Pandoc: md->latex: spaces in abbreviations e.g. and i.e.

Created on 11 May 2017  路  15Comments  路  Source: jgm/pandoc

Hello,

Pandoc turns "e.g. some word" in markdown to "e.g.~some word" in latex. Hence, it includes a non-breaking space. It would be nice, if pandoc could also add a narrow non-breaking space in between e.g. to get eventually: "e.,g.~some word". Same for i.e.

Further, when I add a unicode narrow non-breaking space, pandoc does not add the non-breaking space (~) afterwards.

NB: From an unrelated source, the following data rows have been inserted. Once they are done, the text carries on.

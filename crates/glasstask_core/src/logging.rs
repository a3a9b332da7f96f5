//! Rolling file logs for the task store.
//!
//! # Responsibility
//! - Initialize file-based rolling logs once per process.
//! - Capture panics as sanitized log events.
//!
//! # Invariants
//! - Initialization is idempotent for the same level and directory.
//! - Re-initialization with a different level or directory is rejected.
//! - Initialization never panics.

use flexi_logger::{Cleanup, Criterion, FileSpec, Logger, LoggerHandle, Naming, WriteMode};
use log::{error, info};
use once_cell::sync::OnceCell;
use std::error::Error;
use std::fmt::{Display, Formatter};
use std::path::{Path, PathBuf};

const LOG_FILE_BASENAME: &str = "glasstask";
const MAX_LOG_FILE_SIZE_BYTES: u64 = 10 * 1024 * 1024;
const MAX_LOG_FILES: usize = 5;
const MAX_PANIC_PAYLOAD_CHARS: usize = 160;

static LOGGING_STATE: OnceCell<LoggingState> = OnceCell::new();
static PANIC_HOOK_INSTALLED: OnceCell<()> = OnceCell::new();

struct LoggingState {
    level: &'static str,
    log_dir: PathBuf,
    _logger: LoggerHandle,
}

/// Logging bootstrap failures.
#[derive(Debug)]
pub enum LoggingError {
    UnsupportedLevel(String),
    InvalidLogDir(PathBuf),
    CreateLogDir {
        path: PathBuf,
        source: std::io::Error,
    },
    Backend(flexi_logger::FlexiLoggerError),
    /// Logging is already active with a different level or directory.
    Conflict {
        active: String,
        requested: String,
    },
}

impl Display for LoggingError {
    fn fmt(&self, f: &mut Formatter<'_>) -> std::fmt::Result {
        match self {
            Self::UnsupportedLevel(level) => write!(
                f,
                "unsupported log level `{level}`; expected trace|debug|info|warn|error"
            ),
            Self::InvalidLogDir(path) => write!(
                f,
                "log_dir must be a non-empty absolute path, got `{}`",
                path.display()
            ),
            Self::CreateLogDir { path, source } => write!(
                f,
                "failed to create log directory `{}`: {source}",
                path.display()
            ),
            Self::Backend(err) => write!(f, "failed to start logger: {err}"),
            Self::Conflict { active, requested } => write!(
                f,
                "logging already initialized with `{active}`; refusing to switch to `{requested}`"
            ),
        }
    }
}

impl Error for LoggingError {
    fn source(&self) -> Option<&(dyn Error + 'static)> {
        match self {
            Self::CreateLogDir { source, .. } => Some(source),
            Self::Backend(err) => Some(err),
            _ => None,
        }
    }
}

/// Starts rolling file logs under `log_dir`.
///
/// # Errors
/// - `UnsupportedLevel` for anything outside trace|debug|info|warn|error.
/// - `InvalidLogDir` for an empty or relative directory.
/// - `Conflict` when already active with another level or directory.
pub fn init_logging(level: &str, log_dir: impl AsRef<Path>) -> Result<(), LoggingError> {
    let level = normalize_level(level)?;
    let log_dir = normalize_log_dir(log_dir.as_ref())?;

    let state = LOGGING_STATE.get_or_try_init(|| start_logger(level, &log_dir))?;
    if state.log_dir != log_dir {
        return Err(LoggingError::Conflict {
            active: state.log_dir.display().to_string(),
            requested: log_dir.display().to_string(),
        });
    }
    if state.level != level {
        return Err(LoggingError::Conflict {
            active: state.level.to_string(),
            requested: level.to_string(),
        });
    }
    Ok(())
}

/// Active `(level, log_dir)`, or `None` before initialization.
pub fn logging_status() -> Option<(&'static str, PathBuf)> {
    LOGGING_STATE
        .get()
        .map(|state| (state.level, state.log_dir.clone()))
}

/// `debug` for debug builds, `info` for release builds.
pub fn default_log_level() -> &'static str {
    if cfg!(debug_assertions) {
        "debug"
    } else {
        "info"
    }
}

fn start_logger(level: &'static str, log_dir: &Path) -> Result<LoggingState, LoggingError> {
    std::fs::create_dir_all(log_dir).map_err(|source| LoggingError::CreateLogDir {
        path: log_dir.to_path_buf(),
        source,
    })?;

    let logger = Logger::try_with_str(level)
        .map_err(LoggingError::Backend)?
        .log_to_file(
            FileSpec::default()
                .directory(log_dir)
                .basename(LOG_FILE_BASENAME),
        )
        .rotate(
            Criterion::Size(MAX_LOG_FILE_SIZE_BYTES),
            Naming::Numbers,
            Cleanup::KeepLogFiles(MAX_LOG_FILES),
        )
        .write_mode(WriteMode::BufferAndFlush)
        .append()
        // [YYYY-MM-DD HH:MM:SS.ffffff TZ] LEVEL [module] file:line: message
        .format_for_files(flexi_logger::detailed_format)
        .start()
        .map_err(LoggingError::Backend)?;

    install_panic_hook_once();

    info!(
        "event=app_start module=core status=ok platform={} version={} level={} log_dir={}",
        std::env::consts::OS,
        env!("CARGO_PKG_VERSION"),
        level,
        log_dir.display()
    );

    Ok(LoggingState {
        level,
        log_dir: log_dir.to_path_buf(),
        _logger: logger,
    })
}

fn normalize_level(level: &str) -> Result<&'static str, LoggingError> {
    match level.trim().to_ascii_lowercase().as_str() {
        "trace" => Ok("trace"),
        "debug" => Ok("debug"),
        "info" => Ok("info"),
        "warn" | "warning" => Ok("warn"),
        "error" => Ok("error"),
        other => Err(LoggingError::UnsupportedLevel(other.to_string())),
    }
}

fn normalize_log_dir(log_dir: &Path) -> Result<PathBuf, LoggingError> {
    if log_dir.as_os_str().is_empty() || !log_dir.is_absolute() {
        return Err(LoggingError::InvalidLogDir(log_dir.to_path_buf()));
    }
    Ok(log_dir.to_path_buf())
}

fn install_panic_hook_once() {
    if PANIC_HOOK_INSTALLED.set(()).is_err() {
        return;
    }

    let previous_hook = std::panic::take_hook();
    std::panic::set_hook(Box::new(move |panic_info| {
        // Payload may echo task text; cap it and keep it on one line.
        let location = panic_info
            .location()
            .map(|loc| format!("{}:{}", loc.file(), loc.line()))
            .unwrap_or_else(|| "unknown".to_string());
        error!(
            "event=panic_captured module=core status=error location={} payload={}",
            location,
            panic_payload_summary(panic_info)
        );
        previous_hook(panic_info);
    }));
}

fn panic_payload_summary(info: &std::panic::PanicHookInfo<'_>) -> String {
    let payload = info
        .payload()
        .downcast_ref::<&str>()
        .map(|message| (*message).to_string())
        .or_else(|| info.payload().downcast_ref::<String>().cloned())
        .unwrap_or_else(|| "non-string panic payload".to_string());
    sanitize_message(&payload, MAX_PANIC_PAYLOAD_CHARS)
}

fn sanitize_message(value: &str, max_chars: usize) -> String {
    let normalized = value.replace(['\n', '\r'], " ");
    let mut truncated = normalized.chars().take(max_chars).collect::<String>();
    if normalized.chars().count() > max_chars {
        truncated.push_str("...");
    }
    truncated
}

#[cfg(test)]
mod tests {
    use super::{
        init_logging, logging_status, normalize_level, normalize_log_dir, sanitize_message,
        LoggingError,
    };
    use std::path::Path;

    #[test]
    fn normalize_level_accepts_aliases_and_rejects_unknown() {
        assert_eq!(normalize_level(" WARNING ").unwrap(), "warn");
        assert_eq!(normalize_level("Info").unwrap(), "info");
        assert!(matches!(
            normalize_level("verbose"),
            Err(LoggingError::UnsupportedLevel(level)) if level == "verbose"
        ));
    }

    #[test]
    fn normalize_log_dir_rejects_relative_and_empty_paths() {
        assert!(matches!(
            normalize_log_dir(Path::new("logs")),
            Err(LoggingError::InvalidLogDir(_))
        ));
        assert!(matches!(
            normalize_log_dir(Path::new("")),
            Err(LoggingError::InvalidLogDir(_))
        ));
    }

    #[test]
    fn sanitize_message_flattens_and_truncates() {
        let sanitized = sanitize_message("buy\nmilk\rtoday", 6);
        assert_eq!(sanitized, "buy mi...");
        assert_eq!(sanitize_message("short", 10), "short");
    }

    #[test]
    fn init_logging_is_idempotent_and_rejects_conflicts() {
        let log_dir = tempfile::tempdir().unwrap();
        let other_dir = tempfile::tempdir().unwrap();

        init_logging("info", log_dir.path()).unwrap();
        init_logging("INFO", log_dir.path()).unwrap();

        let level_err = init_logging("debug", log_dir.path()).unwrap_err();
        assert!(matches!(level_err, LoggingError::Conflict { .. }));
        let dir_err = init_logging("info", other_dir.path()).unwrap_err();
        assert!(dir_err.to_string().contains("refusing to switch"));

        let (level, dir) = logging_status().unwrap();
        assert_eq!(level, "info");
        assert_eq!(dir, log_dir.path());
    }
}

I tried to dig into the code to provide a patch but could not identify the responsible code.

I use:
pandoc 1.19.2.1
Compiled with pandoc-types 1.17.0.5, texmath 0.9.1.1, skylighting 0.1.1.5

All 15 comments

See #3641. If we created a general AST filter for abbreviations, it could include this.
We'd have to modify the format of the custom abbreviation file as well.

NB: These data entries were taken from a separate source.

//! Application facade consumed by the UI layer.
//!
//! # Responsibility
//! - Bootstrap data directory, store, repository and backup schedule.
//! - Bridge settings changes and focus events to the window chrome.
//!
//! # Invariants
//! - The window chrome is only notified after a setting is durably saved.
//! - Failing to create the data directory is the only fatal startup error.

use crate::config::{ConfigError, CoreConfig};
use crate::model::task::{TaskStats, WindowState};
use crate::repo::task_repo::{RepoResult, TaskRepository};
use crate::service::backup_scheduler::BackupScheduler;
use crate::store::{DurableStore, SqliteStore};
use log::{debug, info, warn};
use parking_lot::Mutex;
use std::sync::Arc;
use std::time::Duration;

/// Window-management collaborator owned by the GUI shell.
pub trait WindowChrome: Send + Sync {
    /// Applies the always-on-top flag to the native window.
    fn set_always_on_top(&self, on_top: bool);
}

/// Window chrome that ignores every request; used by headless callers.
#[derive(Debug, Default, Clone, Copy)]
pub struct NoopWindowChrome;

impl WindowChrome for NoopWindowChrome {
    fn set_always_on_top(&self, _on_top: bool) {}
}

/// Facade over repository, backups and window state.
pub struct AppService<S: DurableStore + 'static> {
    repo: Arc<TaskRepository<S>>,
    chrome: Box<dyn WindowChrome>,
    window_state: Mutex<WindowState>,
    scheduler: Option<BackupScheduler>,
}

impl AppService<SqliteStore> {
    /// Prepares the data directory and opens the SQLite-backed repository.
    ///
    /// # Errors
    /// - Returns `ConfigError::CreateDataDir` when the directory cannot be created.
    pub fn open(config: &CoreConfig, chrome: Box<dyn WindowChrome>) -> Result<Self, ConfigError> {
        config.ensure_data_dir()?;
        let repo = TaskRepository::open(SqliteStore::in_dir(&config.data_dir));
        Ok(Self::new(Arc::new(repo), chrome))
    }
}

impl<S: DurableStore + 'static> AppService<S> {
    pub fn new(repo: Arc<TaskRepository<S>>, chrome: Box<dyn WindowChrome>) -> Self {
        Self {
            repo,
            chrome,
            window_state: Mutex::new(WindowState::default()),
            scheduler: None,
        }
    }

    /// Applies persisted settings to the window and starts periodic backups.
    ///
    /// A scheduler that cannot be spawned is logged; the app keeps running
    /// with manual backups only.
    pub fn startup(&mut self, backup_interval: Duration) {
        self.chrome.set_always_on_top(self.repo.is_always_on_top());
        if self.scheduler.is_some() {
            return;
        }
        match BackupScheduler::start(Arc::clone(&self.repo), backup_interval) {
            Ok(scheduler) => self.scheduler = Some(scheduler),
            Err(err) => warn!(
                "event=app_startup module=service status=error stage=backup_scheduler error={}",
                err
            ),
        }
        info!("event=app_startup module=service status=ok");
    }

    /// Stops periodic backups and waits for any in-flight backup.
    pub fn shutdown(&mut self) {
        if let Some(scheduler) = self.scheduler.take() {
            scheduler.shutdown();
        }
        info!("event=app_shutdown module=service status=ok");
    }

    /// Shared handle to the repository for task operations.
    pub fn repo(&self) -> &Arc<TaskRepository<S>> {
        &self.repo
    }

    pub fn is_backup_scheduled(&self) -> bool {
        self.scheduler.is_some()
    }

    pub fn is_always_on_top(&self) -> bool {
        self.repo.is_always_on_top()
    }

    /// Persists the flipped flag, then notifies the window chrome.
    pub fn toggle_always_on_top(&self) -> RepoResult<bool> {
        let on_top = self.repo.toggle_always_on_top()?;
        self.chrome.set_always_on_top(on_top);
        Ok(on_top)
    }

    /// Writes a backup synchronously.
    pub fn force_backup(&self) -> RepoResult<i64> {
        self.repo.force_backup()
    }

    /// Last backup as local time, or `"never"`.
    pub fn last_backup_time(&self) -> String {
        self.repo.last_backup_time()
    }

    pub fn stats(&self) -> TaskStats {
        self.repo.stats()
    }

    pub fn on_window_focus(&self) -> WindowState {
        self.set_window_active(true)
    }

    pub fn on_window_blur(&self) -> WindowState {
        self.set_window_active(false)
    }

    pub fn window_state(&self) -> WindowState {
        *self.window_state.lock()
    }

    fn set_window_active(&self, is_active: bool) -> WindowState {
        let mut state = self.window_state.lock();
        state.is_active = is_active;
        debug!(
            "event=window_state module=service status=ok is_active={}",
            is_active
        );
        *state
    }
}

impl<S: DurableStore + 'static> Drop for AppService<S> {
    fn drop(&mut self) {
        // Dropping the scheduler signals its worker without blocking exit.
        self.scheduler.take();
    }
}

Please keep support for different languages (for example German) in mind.

We currently have an option to specify a file with a list of
abbreviations, so you can tailor it to your language and
needs.

+++ Clemens Prill [May 18 17 10:56 ]:

Please keep support for different languages (for example German) in
mind.

Are you okay with getting other language's abbreviations being added to this repo, next to the English ones @jgm? So it would be an community-maintained list.

We don't have a system for localization set up yet. See #3559 for another place this might be useful. Until we have localization, though, there's nowhere to put data for other languages -- though you could always put it in the wiki.

Here's a first step:

diff --git a/src/Text/Pandoc/App.hs b/src/Text/Pandoc/App.hs
index 845146f..4c74de5 100644
--- a/src/Text/Pandoc/App.hs
+++ b/src/Text/Pandoc/App.hs
@@ -43,6 +43,7 @@ import qualified Control.Exception as E
 import Control.Monad.Except (throwError)
 import Control.Monad
 import Control.Monad.Trans
+import Control.Monad.State
 import Data.Aeson (eitherDecode', encode, ToJSON(..), FromJSON(..),
                    genericToEncoding, defaultOptions)
 import qualified Data.ByteString as BS
@@ -83,6 +84,7 @@ import Text.Pandoc.SelfContained (makeSelfContained, makeDataURI)
 import Text.Pandoc.Shared (isURI, headerShift, openURL, readDataFile,
                            readDataFileUTF8, safeRead, tabFilter)
 import qualified Text.Pandoc.UTF8 as UTF8
+import Text.Pandoc.Walk (walkM)
 import Text.Pandoc.XML (toEntities)
 import Text.Printf
 #ifndef _WINDOWS
@@ -307,7 +309,6 @@ convertWithOpts opts = do
                       , readerDefaultImageExtension =
                          optDefaultImageExtension opts
                       , readerTrackChanges = optTrackChanges opts
-                      , readerAbbreviations = abbrevs
                       }

   highlightStyle <- lookupHighlightStyle $ optHighlightStyle opts
@@ -373,8 +374,8 @@ convertWithOpts opts = do
             "Cannot write " ++ format ++ " output to stdout.\n" ++
             "Specify an output file using the -o option."

-
-  let transforms = case optBaseHeaderLevel opts of
+  let transforms = [handleAbbreviations abbrevs] ++
+                   case optBaseHeaderLevel opts of
                         x | x > 1 -> [headerShift (x - 1)]
                           | otherwise -> []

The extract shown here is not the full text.